The market has been flooded with SRECs from facilities throughout the PJM region. The 2011 Energy Year SREC requirement only had room for about 18 MW of solar. To date, there is 78 MW registered to generate SRECs, with more facilities built and awaiting approval. 33 of the 78 MW are located within Pennsylvania. With the requirement only growing to 44 MW and 70 MW in the next two years respectively, the SREC market in Pennsylvania will face a prolonged collapse in pricing. Even with the proposed increases in 2013-2015, this could still be a problem. The oversupply from the 2011 and 2012 Energy Year will carry into the 2013 Energy Year, meaning that even with an increase to 205 MW of needed capacity in 2013, unsold SRECs from previous years will keep downward pressure on SREC prices.

One of the more fundamental flaws with the SREC program in Pennsylvania was reported on recently by the Central Penn Business Journal. The article accurately highlights how, in addition to out-of-state supply, local incentives skewed the role that SRECs were playing in the solar economics. The most-obvious culprits in the Pennsylvania SREC collapse are the out-of-state facilities that were flooding the market, but if you look at the numbers, Pennsylvania would still be over-supplied if you excluded all the out-of-state facilities. When attractive upfront incentives mitigate the influence of SRECs in the decision to go solar, many facilities will be built without SRECs in mind. When these projects enter the market, they undermine the credibility of the market and out-compete facilities that need to factor in a value for SRECs, driving prices below sustainable levels.
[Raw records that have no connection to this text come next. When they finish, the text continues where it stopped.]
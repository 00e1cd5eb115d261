//! Parser: token stream → rules, plus document-level strict and lossy loaders.
//!
//! `parse_line` turns one tokenized line into a [`Rule`], reporting the first
//! grammar violation with the 1-based line number. The document loaders skip
//! comments and blank lines and differ only in malformed-line policy:
//! [`parse_document`] aborts on the first bad line, [`parse_document_lossy`]
//! skips bad lines and returns them alongside the rules that did parse.

use crate::cf::Cf;
use crate::error::RuleError;
use crate::rule::{Antecedent, Condition, Rule};

use super::lexer::{Token, TokenKind, tokenize};

/// Parse one rule line.
///
/// `line_no` is 1-based and only used for error reporting. The caller is
/// expected to have filtered comments and blank lines already.
pub fn parse_line(line: &str, line_no: usize) -> Result<Rule, RuleError> {
    let tokens = tokenize(line);

    let then_pos = tokens
        .iter()
        .position(|t| t.kind == TokenKind::Then)
        .ok_or_else(|| RuleError::MissingThen {
            line: line_no,
            content: line.trim().to_string(),
        })?;
    let (antecedent_tokens, rest) = tokens.split_at(then_pos);
    let rest = &rest[1..];

    let cf_pos = rest
        .iter()
        .position(|t| t.kind == TokenKind::CfMarker)
        .ok_or_else(|| RuleError::MissingCertainty {
            line: line_no,
            content: line.trim().to_string(),
        })?;
    let (consequent_tokens, cf_tokens) = rest.split_at(cf_pos);
    let cf_tokens = &cf_tokens[1..];

    let cf = parse_certainty(cf_tokens, line_no)?;
    let consequent = parse_clause(consequent_tokens, line, line_no)?;
    let antecedent = parse_antecedent(antecedent_tokens, line, line_no)?;

    Ok(Rule::new(antecedent, consequent, cf))
}

/// Parse a full rule-definition text, aborting on the first malformed line.
pub fn parse_document(text: &str) -> Result<Vec<Rule>, RuleError> {
    let mut rules = Vec::new();
    for (index, raw) in text.lines().enumerate() {
        let line = raw.trim();
        if line.is_empty() || line.starts_with('#') {
            continue;
        }
        rules.push(parse_line(raw, index + 1)?);
    }
    Ok(rules)
}

/// Parse a full rule-definition text, skipping malformed lines.
///
/// Returns the rules that parsed (in file order) and the errors for the lines
/// that did not. A malformed line never affects the surviving rules.
pub fn parse_document_lossy(text: &str) -> (Vec<Rule>, Vec<RuleError>) {
    let mut rules = Vec::new();
    let mut errors = Vec::new();
    for (index, raw) in text.lines().enumerate() {
        let line = raw.trim();
        if line.is_empty() || line.starts_with('#') {
            continue;
        }
        match parse_line(raw, index + 1) {
            Ok(rule) => rules.push(rule),
            Err(error) => errors.push(error),
        }
    }
    (rules, errors)
}

fn parse_certainty(tokens: &[Token], line_no: usize) -> Result<Cf, RuleError> {
    let literal = tokens
        .first()
        .ok_or(RuleError::MissingCertaintyValue { line: line_no })?;

    let value: f64 = literal
        .text
        .parse()
        .map_err(|_| RuleError::InvalidCertainty {
            line: line_no,
            literal: literal.text.clone(),
        })?;

    let cf = Cf::new(value).ok_or(RuleError::CertaintyOutOfRange {
        line: line_no,
        value,
    })?;

    if let Some(extra) = tokens.get(1) {
        return Err(RuleError::TrailingInput {
            line: line_no,
            token: extra.text.clone(),
        });
    }

    Ok(cf)
}

/// Parse a `subject is state` clause from a token slice.
///
/// Exactly one `is` keyword with at least one plain word on each side; any
/// other keyword inside the clause is malformed.
fn parse_clause(tokens: &[Token], line: &str, line_no: usize) -> Result<Condition, RuleError> {
    let malformed = || RuleError::MalformedClause {
        line: line_no,
        fragment: fragment_of(line, tokens),
    };

    let is_pos = tokens
        .iter()
        .position(|t| t.kind == TokenKind::Is)
        .ok_or_else(malformed)?;
    let (subject_tokens, state_tokens) = tokens.split_at(is_pos);
    let state_tokens = &state_tokens[1..];

    let subject = join_words(subject_tokens).ok_or_else(malformed)?;
    let state = join_words(state_tokens).ok_or_else(malformed)?;

    Ok(Condition::new(subject, state))
}

/// Parse the antecedent token slice: clauses joined uniformly by AND or OR.
fn parse_antecedent(tokens: &[Token], line: &str, line_no: usize) -> Result<Antecedent, RuleError> {
    let has_and = tokens.iter().any(|t| t.kind == TokenKind::And);
    let has_or = tokens.iter().any(|t| t.kind == TokenKind::Or);
    if has_and && has_or {
        return Err(RuleError::MixedConnectives { line: line_no });
    }

    let mut clauses = Vec::new();
    for segment in tokens.split(|t| matches!(t.kind, TokenKind::And | TokenKind::Or)) {
        clauses.push(Antecedent::Fact(parse_clause(segment, line, line_no)?));
    }

    // `split` always yields at least one segment; a lone segment is a leaf.
    Ok(if clauses.len() == 1 {
        clauses.remove(0)
    } else if has_and {
        Antecedent::All(clauses)
    } else {
        Antecedent::Any(clauses)
    })
}

/// Rebuild a word sequence, rejecting embedded keywords and empty sequences.
fn join_words(tokens: &[Token]) -> Option<String> {
    if tokens.is_empty() || tokens.iter().any(|t| t.kind != TokenKind::Word) {
        return None;
    }
    Some(
        tokens
            .iter()
            .map(|t| t.text.as_str())
            .collect::<Vec<_>>()
            .join(" "),
    )
}

/// Quote the original line fragment covered by a token slice.
fn fragment_of(line: &str, tokens: &[Token]) -> String {
    match (tokens.first(), tokens.last()) {
        (Some(first), Some(last)) => line[first.span.start..last.span.end].to_string(),
        _ => line.trim().to_string(),
    }
}
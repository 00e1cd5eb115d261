//! Rich diagnostic error types for the augur engine.
//!
//! Each subsystem defines its own error type with miette `#[diagnostic]` derives,
//! providing error codes and help text so users know exactly what went wrong in
//! a rules file or an evidence assertion and how to fix it.

use miette::Diagnostic;
use thiserror::Error;

/// Top-level error type for the augur engine.
///
/// Each variant wraps a subsystem-specific error, preserving the full diagnostic
/// chain (error codes, help text) through to the user.
#[derive(Debug, Error, Diagnostic)]
pub enum AugurError {
    #[error(transparent)]
    #[diagnostic(transparent)]
    Rule(#[from] RuleError),

    #[error(transparent)]
    #[diagnostic(transparent)]
    Evidence(#[from] EvidenceError),

    #[error(transparent)]
    #[diagnostic(transparent)]
    Engine(#[from] EngineError),
}

// ---------------------------------------------------------------------------
// Rule parsing errors
// ---------------------------------------------------------------------------

/// Errors produced while parsing a rule-definition line.
///
/// Every variant carries the 1-based line number of the offending line so the
/// strict loader can point at it and the lenient loader can report what it
/// skipped.
#[derive(Debug, Error, Diagnostic)]
pub enum RuleError {
    #[error("line {line}: missing `then` keyword in \"{content}\"")]
    #[diagnostic(
        code(augur::rule::missing_then),
        help(
            "Every rule has the form `<antecedent> then <consequent> \\cf <number>`. \
             The `then` keyword is matched exactly (lowercase)."
        )
    )]
    MissingThen { line: usize, content: String },

    #[error("line {line}: missing `\\cf` marker in \"{content}\"")]
    #[diagnostic(
        code(augur::rule::missing_cf),
        help(
            "Every rule ends with a certainty factor: `... then <consequent> \\cf <number>`. \
             Append `\\cf` followed by a value in [-1, 1]."
        )
    )]
    MissingCertainty { line: usize, content: String },

    #[error("line {line}: `\\cf` marker with no value")]
    #[diagnostic(
        code(augur::rule::missing_cf_value),
        help("Follow the `\\cf` marker with a number in [-1, 1], e.g. `\\cf 0.6`.")
    )]
    MissingCertaintyValue { line: usize },

    #[error("line {line}: certainty factor \"{literal}\" is not a number")]
    #[diagnostic(
        code(augur::rule::invalid_cf),
        help("The certainty factor must be a real number in [-1, 1], e.g. `0.6` or `-0.4`.")
    )]
    InvalidCertainty { line: usize, literal: String },

    #[error("line {line}: certainty factor {value} is outside [-1, 1]")]
    #[diagnostic(
        code(augur::rule::cf_out_of_range),
        help(
            "Certainty factors express belief strength between -1 (definitely false) \
             and 1 (definitely true). Out-of-range values are rejected, never clamped."
        )
    )]
    CertaintyOutOfRange { line: usize, value: f64 },

    #[error("line {line}: malformed clause \"{fragment}\"")]
    #[diagnostic(
        code(augur::rule::malformed_clause),
        help(
            "A clause has the form `<subject> is <state>`, with at least one word on \
             each side of the `is` keyword and no other reserved keyword inside it."
        )
    )]
    MalformedClause { line: usize, fragment: String },

    #[error("line {line}: rule mixes AND and OR connectives")]
    #[diagnostic(
        code(augur::rule::mixed_connectives),
        help(
            "A single rule joins its clauses uniformly: either all AND or all OR. \
             Split the rule into two rules with the same consequent to express a mix."
        )
    )]
    MixedConnectives { line: usize },

    #[error("line {line}: unexpected trailing input \"{token}\" after the certainty factor")]
    #[diagnostic(
        code(augur::rule::trailing_input),
        help("Nothing may follow the certainty factor. Remove the extra tokens.")
    )]
    TrailingInput { line: usize, token: String },
}

// ---------------------------------------------------------------------------
// Evidence errors
// ---------------------------------------------------------------------------

/// Errors produced when asserting evidence.
#[derive(Debug, Error, Diagnostic)]
pub enum EvidenceError {
    #[error("certainty factor {value} for \"{subject} is {state}\" is outside [-1, 1]")]
    #[diagnostic(
        code(augur::evidence::cf_out_of_range),
        help(
            "Asserted certainty factors must lie in [-1, 1]. \
             Use 1 for certainly true, -1 for certainly false, 0 for unknown."
        )
    )]
    InvalidCertainty {
        subject: String,
        state: String,
        value: f64,
    },

    #[error("malformed assertion \"{input}\"")]
    #[diagnostic(
        code(augur::evidence::malformed_assertion),
        help(
            "Assertions have the form `<subject> is <state> = <number>`, \
             e.g. `today is rain = 1.0`."
        )
    )]
    MalformedAssertion { input: String },
}

// ---------------------------------------------------------------------------
// Engine errors
// ---------------------------------------------------------------------------

/// Errors produced by engine construction and configuration loading.
#[derive(Debug, Error, Diagnostic)]
pub enum EngineError {
    #[error("invalid configuration: {message}")]
    #[diagnostic(
        code(augur::engine::invalid_config),
        help("Check the EngineConfig fields. {message}")
    )]
    InvalidConfig { message: String },

    #[error("failed to read configuration file: {path}")]
    #[diagnostic(
        code(augur::engine::config_io),
        help("Ensure the file exists and is readable.")
    )]
    ConfigIo {
        path: String,
        #[source]
        source: std::io::Error,
    },

    #[error("failed to parse configuration file {path}: {message}")]
    #[diagnostic(
        code(augur::engine::config_parse),
        help("The configuration is TOML with optional `max_passes` and `tolerance` keys.")
    )]
    ConfigParse { path: String, message: String },
}

/// Convenience alias for functions returning augur results.
pub type AugurResult<T> = std::result::Result<T, AugurError>;
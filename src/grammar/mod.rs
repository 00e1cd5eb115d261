//! Rule grammar: a line-oriented lexer and parser for the rule-definition text.
//!
//! One rule per non-comment, non-blank line:
//!
//! ```text
//! rule   := clause (AND clause)* "then" clause "\cf" number
//!         | clause (OR clause)*  "then" clause "\cf" number
//! clause := word+ "is" word+
//! ```
//!
//! Keywords (`AND`, `OR`, `then`, `is`, `\cf`) are matched exactly, case
//! included; a rule joins its clauses uniformly with AND or with OR, never a
//! mix. Lines starting with `#` and blank lines are skipped. The certainty
//! literal must be a real number in `[-1, 1]` — never clamped.
//!
//! The lexer tracks byte spans so parse errors can quote the exact offending
//! fragment of a line.

pub mod lexer;
pub mod parser;

pub use lexer::{Span, Token, TokenKind, tokenize};
pub use parser::{parse_document, parse_document_lossy, parse_line};
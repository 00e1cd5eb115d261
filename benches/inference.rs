//! Benchmarks for certainty combination and full inference runs.

use criterion::{Criterion, black_box, criterion_group, criterion_main};

use augur::cf::Cf;
use augur::engine::{Engine, EngineConfig};
use augur::evidence::EvidenceStore;
use augur::seeds;

fn bench_combine(c: &mut Criterion) {
    let a = Cf::new(0.65).unwrap();
    let b = Cf::new(-0.4).unwrap();

    c.bench_function("combine_pair", |bench| {
        bench.iter(|| black_box(black_box(a).combine(black_box(b))))
    });
}

fn bench_weather_fixpoint(c: &mut Criterion) {
    let engine = Engine::new(seeds::weather().unwrap(), EngineConfig::default()).unwrap();
    let mut evidence = EvidenceStore::new();
    evidence.insert_value("today", "dry", 1.0).unwrap();
    evidence.insert_value("temperature", "warm", 1.0).unwrap();
    evidence.insert_value("sky", "overcast", 1.0).unwrap();

    c.bench_function("weather_fixpoint", |bench| {
        bench.iter(|| black_box(engine.infer(&evidence)))
    });
}

criterion_group!(benches, bench_combine, bench_weather_fixpoint);
criterion_main!(benches);
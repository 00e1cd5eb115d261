//! augur CLI: certainty-factor expert system engine.

use std::path::PathBuf;

use clap::{Args, Parser, Subcommand};
use miette::{IntoDiagnostic, Result};

use augur::banding;
use augur::engine::{Engine, EngineConfig};
use augur::evidence::{Assertion, EvidenceStore};
use augur::kb::KnowledgeBase;
use augur::seeds;

#[derive(Parser)]
#[command(name = "augur", version, about = "Certainty-factor expert system engine")]
struct Cli {
    /// Engine configuration file (TOML).
    #[arg(long, global = true)]
    config: Option<PathBuf>,

    /// Maximum inference passes before giving up on convergence.
    #[arg(long, global = true)]
    max_passes: Option<usize>,

    /// Convergence tolerance for the fixpoint check.
    #[arg(long, global = true)]
    tolerance: Option<f64>,

    #[command(subcommand)]
    command: Commands,
}

#[derive(Subcommand)]
enum Commands {
    /// Validate a rules file, reporting the first malformed line.
    Check {
        /// Path to the rules file.
        file: PathBuf,
    },

    /// List the rules, evidence conditions, and hypotheses of a rules file.
    Rules {
        /// Path to the rules file.
        file: PathBuf,

        /// Emit the parsed rules as JSON.
        #[arg(long)]
        json: bool,
    },

    /// Run inference over a rules file with asserted evidence.
    Infer {
        /// Path to the rules file.
        file: PathBuf,

        #[command(flatten)]
        session: SessionArgs,
    },

    /// Run inference against the bundled weather demo rules.
    Demo {
        #[command(flatten)]
        session: SessionArgs,
    },
}

#[derive(Args)]
struct SessionArgs {
    /// Evidence assertion, e.g. "today is rain = 1.0". Repeatable.
    #[arg(long = "assert", value_name = "SUBJECT is STATE = CF")]
    assertions: Vec<String>,

    /// JSON evidence file: an array of {"subject", "state", "cf"} entries.
    #[arg(long)]
    evidence: Option<PathBuf>,

    /// Emit the full inference result as JSON.
    #[arg(long)]
    json: bool,

    /// Show which rules fired for each hypothesis.
    #[arg(long)]
    explain: bool,

    /// Append natural-language certainty labels.
    #[arg(long)]
    labels: bool,
}

fn main() -> Result<()> {
    miette::set_hook(Box::new(|_| {
        Box::new(
            miette::MietteHandlerOpts::new()
                .terminal_links(true)
                .unicode(true)
                .context_lines(3)
                .build(),
        )
    }))
    .ok(); // Ignore error if hook already set (e.g., in tests)

    tracing_subscriber::fmt()
        .with_env_filter(
            tracing_subscriber::EnvFilter::try_from_default_env()
                .unwrap_or_else(|_| tracing_subscriber::EnvFilter::new("info")),
        )
        .init();

    let cli = Cli::parse();
    let config = resolve_config(&cli)?;

    match cli.command {
        Commands::Check { file } => {
            let text = std::fs::read_to_string(&file).into_diagnostic()?;
            let kb = KnowledgeBase::parse(&text)?;
            println!(
                "ok: {} rules, {} hypotheses in {}",
                kb.len(),
                kb.hypotheses().len(),
                file.display()
            );
        }

        Commands::Rules { file, json } => {
            let text = std::fs::read_to_string(&file).into_diagnostic()?;
            let kb = KnowledgeBase::parse(&text)?;

            if json {
                println!(
                    "{}",
                    serde_json::to_string_pretty(kb.rules()).into_diagnostic()?
                );
            } else {
                for (index, rule) in kb.rules().iter().enumerate() {
                    println!("{:>3}  {rule}", index + 1);
                }
                println!();
                println!("evidence conditions:");
                for condition in kb.antecedent_conditions() {
                    println!("  {condition}");
                }
                println!("hypotheses:");
                for hypothesis in kb.hypotheses() {
                    println!("  {hypothesis}");
                }
            }
        }

        Commands::Infer { file, session } => {
            let text = std::fs::read_to_string(&file).into_diagnostic()?;
            let (kb, skipped) = KnowledgeBase::parse_lossy(&text);
            for error in &skipped {
                tracing::warn!("skipping malformed rule line: {error}");
            }
            run_session(kb, config, session)?;
        }

        Commands::Demo { session } => {
            let kb = seeds::weather()?;
            run_session(kb, config, session)?;
        }
    }

    Ok(())
}

fn resolve_config(cli: &Cli) -> Result<EngineConfig> {
    let mut config = match &cli.config {
        Some(path) => EngineConfig::load(path)?,
        None => EngineConfig::default(),
    };
    if let Some(max_passes) = cli.max_passes {
        config.max_passes = max_passes;
    }
    if let Some(tolerance) = cli.tolerance {
        config.tolerance = tolerance;
    }
    Ok(config)
}

fn run_session(kb: KnowledgeBase, config: EngineConfig, args: SessionArgs) -> Result<()> {
    let mut evidence = EvidenceStore::new();

    if let Some(path) = &args.evidence {
        let text = std::fs::read_to_string(path).into_diagnostic()?;
        let entries: Vec<Assertion> = serde_json::from_str(&text).into_diagnostic()?;
        for entry in &entries {
            evidence.apply(entry)?;
        }
    }

    for raw in &args.assertions {
        let assertion: Assertion = raw.parse()?;
        evidence.apply(&assertion)?;
    }

    let engine = Engine::new(kb, config)?;
    let inference = engine.infer(&evidence);

    if args.json {
        println!(
            "{}",
            serde_json::to_string_pretty(&inference).into_diagnostic()?
        );
        return Ok(());
    }

    for (hypothesis, cf) in &inference.certainties {
        if args.labels {
            println!("{hypothesis}  {:+.4}  ({})", cf.get(), banding::label(*cf));
        } else {
            println!("{hypothesis}  {:+.4}", cf.get());
        }

        if args.explain {
            for firing in inference.fired().filter(|f| &f.consequent == hypothesis) {
                let rule = &engine.kb().rules()[firing.rule_index];
                println!(
                    "     rule {}: {rule}  [antecedent {:+.4}, fired {:+.4}]",
                    firing.rule_index + 1,
                    firing.antecedent_cf.get(),
                    firing.fired_cf.get()
                );
            }
        }
    }

    if inference.converged {
        println!("(fixpoint after {} passes)", inference.passes);
    } else {
        println!(
            "(no fixpoint after {} passes -- result may be unstable)",
            inference.passes
        );
    }

    Ok(())
}
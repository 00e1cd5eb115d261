//! Bundled demo rule set.
//!
//! A small weather-domain rule base compiled into the binary, used by the
//! CLI `demo` subcommand and as a known-good fixture in tests. It goes
//! through the ordinary parser like any user-supplied rules file.

use crate::error::AugurResult;
use crate::kb::KnowledgeBase;

/// The weather demo rules, verbatim.
pub const WEATHER_RULES: &str = include_str!("../data/rules/weather.rules");

/// Parse the bundled weather rule set.
pub fn weather() -> AugurResult<KnowledgeBase> {
    Ok(KnowledgeBase::parse(WEATHER_RULES)?)
}

#[cfg(test)]
mod tests {
    use super::*;

    #[test]
    fn bundled_rules_parse() {
        let kb = weather().unwrap();
        assert_eq!(kb.len(), 6);
        assert_eq!(kb.hypotheses().len(), 3);
    }

    #[test]
    fn bundled_rules_chain_today_into_tomorrow() {
        use crate::rule::Condition;
        let kb = weather().unwrap();
        let today_rain = Condition::new("today", "rain");
        assert!(kb.is_hypothesis(&today_rain));
        assert!(
            kb.antecedent_conditions().contains(&&today_rain),
            "today is rain should feed other rules"
        );
    }
}
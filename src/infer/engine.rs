//! Inference engine: repeated full passes to a fixpoint.
//!
//! Each pass recomputes every hypothesis from scratch against the evidence
//! overlaid on the *previous* pass's derived snapshot (Jacobi iteration), so
//! hypothesis order never affects the outcome and identical inputs reproduce
//! identical results bit-for-bit. The loop stops when no derived certainty
//! moves by more than the tolerance, or at the pass bound — the latter is
//! reported on the result, never raised as an error.

use std::collections::HashMap;

use crate::cf::{Cf, combine_all};
use crate::evidence::EvidenceStore;
use crate::kb::KnowledgeBase;
use crate::rule::{CertaintySource, Condition};

use super::{Firing, Inference};

/// Stateless inference engine — per-run state lives on the stack of [`run`].
///
/// [`run`]: InferEngine::run
pub struct InferEngine<'a> {
    kb: &'a KnowledgeBase,
    max_passes: usize,
    tolerance: f64,
}

/// Evidence overlaid on the previous pass's derived snapshot.
///
/// An explicit assertion takes precedence over a derived value for the same
/// condition; hypotheses not asserted as evidence chain through their derived
/// certainty from the prior pass.
struct PassSource<'a> {
    evidence: &'a EvidenceStore,
    derived: &'a HashMap<Condition, Cf>,
}

impl CertaintySource for PassSource<'_> {
    fn certainty(&self, condition: &Condition) -> Option<Cf> {
        self.evidence
            .get(condition)
            .or_else(|| self.derived.get(condition).copied())
    }
}

impl<'a> InferEngine<'a> {
    /// Create an engine over a knowledge base with the given fixpoint
    /// parameters.
    pub fn new(kb: &'a KnowledgeBase, max_passes: usize, tolerance: f64) -> Self {
        Self {
            kb,
            max_passes,
            tolerance,
        }
    }

    /// Run inference to a fixpoint over an evidence snapshot.
    ///
    /// Pure with respect to its inputs: the evidence and knowledge base are
    /// untouched, and re-running with the same inputs yields the same result.
    pub fn run(&self, evidence: &EvidenceStore) -> Inference {
        // Every hypothesis starts unknown and is available to antecedents of
        // later passes through the snapshot.
        let mut derived: HashMap<Condition, Cf> = self
            .kb
            .hypotheses()
            .iter()
            .map(|h| (h.clone(), Cf::UNKNOWN))
            .collect();

        let mut firings: Vec<Firing> = Vec::new();
        let mut passes = 0;
        let mut converged = false;

        while passes < self.max_passes {
            passes += 1;
            let snapshot = derived.clone();
            let source = PassSource {
                evidence,
                derived: &snapshot,
            };

            firings.clear();
            let mut delta = 0.0_f64;

            for hypothesis in self.kb.hypotheses() {
                let mut contributions: Vec<Cf> = Vec::new();

                for (rule_index, rule) in self.kb.rules_for(hypothesis) {
                    let antecedent_cf = rule.antecedent.eval(&source);
                    let fired_cf = rule.fired_cf(antecedent_cf);
                    let antecedent_known = rule
                        .antecedent
                        .facts()
                        .iter()
                        .all(|condition| source.certainty(condition).is_some());

                    contributions.push(fired_cf);
                    firings.push(Firing {
                        rule_index,
                        consequent: hypothesis.clone(),
                        antecedent_cf,
                        fired_cf,
                        antecedent_known,
                    });
                }

                let value = combine_all(contributions).unwrap_or(Cf::UNKNOWN);
                let previous = snapshot.get(hypothesis).copied().unwrap_or(Cf::UNKNOWN);
                delta = delta.max((value.get() - previous.get()).abs());
                derived.insert(hypothesis.clone(), value);
            }

            tracing::debug!(pass = passes, delta, "inference pass complete");

            if delta <= self.tolerance {
                converged = true;
                break;
            }
        }

        if !converged {
            tracing::warn!(
                passes,
                "inference did not reach a fixpoint within the pass bound; result may be unstable"
            );
        }

        let certainties = self
            .kb
            .hypotheses()
            .iter()
            .map(|h| (h.clone(), derived.get(h).copied().unwrap_or(Cf::UNKNOWN)))
            .collect();

        Inference {
            certainties,
            firings,
            passes,
            converged,
        }
    }
}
To promote a healthy SREC market, the long-term solution (once the current oversupply has been addressed) is, ironically, to shift towards a greater reliance on SRECs. A greater reliance on SRECs means that market prices will track closely with the value needed to cover the gap between developing solar and utilizing other electricity sources. When that happens the market will act as it should, trending downwards as costs come down, while remaining at levels that sustain development. If Pennsylvania continues to put upfront incentives in front of developers, the SREC market will never rebound.

In contrast, New Jersey has moved away from upfront incentives and promoted the SREC-only concept. The importance of SRECs in financing solar projects in New Jersey is why the market won’t see the collapse that some of the skeptics are predicting. Growth in the market will have to slow, but it is unlikely that SREC prices collapse the way they have in Pennsylvania. This is because when SREC prices come down in New Jersey and contracts become scarce, solar projects won’t be built (assuming rational behavior). In Pennsylvania, overly-attractive upfront incentives over the past two years have made SRECs an afterthought. If the market is ever going to function properly, the state will need to either come up with the appropriate combination of SREC values and incentives to promote solar at a rate in alignment with the growth of the RPS, or it will have to take a cue from New Jersey and shift away from the upfront incentives all together.